I've seen this question being asked on here before but I haven't been able to solve this problem with the provided answers. If it is of any use I've been able to prove that $G$ has an independent set $S:|S|= \lfloor \sqrt{n} \rfloor$ but I don't really know what I can do with this. How can I go about proving this? I'm only looking for some ideas, not a full proof.
Edit: As you can see in the conversation below a person was kind enough to try to help me but I didn't get anywhere. Are there any further tips that can be given such that I can prove this theorem without actually giving away all of it? Thus far I've been unable to solve this problem and thus far all other students in my class have failed as well.
An independent set of size $\sqrt n$ is not really the best we can do. Rather, we can show that in any graph on $\binom{k+1}{2}$ (rather than $k^2$) vertices, there is either a triangle or an independent set of size $k$ - this is a special case of Ramsey's theorem, but you can also try to prove this independently if you like.

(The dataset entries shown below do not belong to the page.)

//! Socket io.
mod socket;

pub use socket::Socket;
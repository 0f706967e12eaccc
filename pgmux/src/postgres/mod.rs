//! Postgres Frontend and Backend Protocol
//!
//! ## Messaging Overview
//!
//! All communication is through a stream of messages. The first byte of a message identifies the message type,
//! and the next four bytes specify the length of the rest of the message (this length count includes itself,
//! but not the message-type byte). The remaining contents of the message are determined by the message type.
//!
//! ```text
//! ┏━━━━┳━━━━━━━━━━━━━━━━━━━┳━━━━━━┓
//! ┃ Ty ┃       Length      ┃ Body ┃
//! ┣━━━━╋━━━━━━━━━━━━━━━━━━━╋━━━━━━┫
//! ┃ u8 ┃        u32        ┃ [u8] ┃
//! ┗━━━━┻━━━━━━━━━━━━━━━━━━━┻━━━━━━┛
//! ```
//!
//! For historical reasons, the very first message sent by the client (the startup message)
//! has no initial message-type byte. The same holds for the out-of-band cancel request.
//!
//! <https://www.postgresql.org/docs/17/protocol-overview.html>

mod pg_type;
mod pg_format;

pub mod frontend;
pub mod backend;
pub mod codec;

mod db_error;
mod error;

pub use pg_type::{Oid, PgType, oid};
pub use pg_format::PgFormat;

pub use frontend::FrontendProtocol;
pub use backend::{BackendMessage, BackendProtocol, FieldDescription};
pub use db_error::{DatabaseError, Notice, Notification};
pub use error::ProtocolError;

Even this bound is not best possible, but better results are hard to prove.
This argument gives us an independent set of size $\sqrt{2n}$ in the limit as $n \to \infty$, so intuitively, we should be able to prove a bound on the chromatic number of about $\sqrt{2n}$ as well. Try doing this in the same way as you did before; even if you get another pesky $+1$ at the end, it shouldn't stop you, because $\sqrt{2n}$ is better than $2\sqrt n$.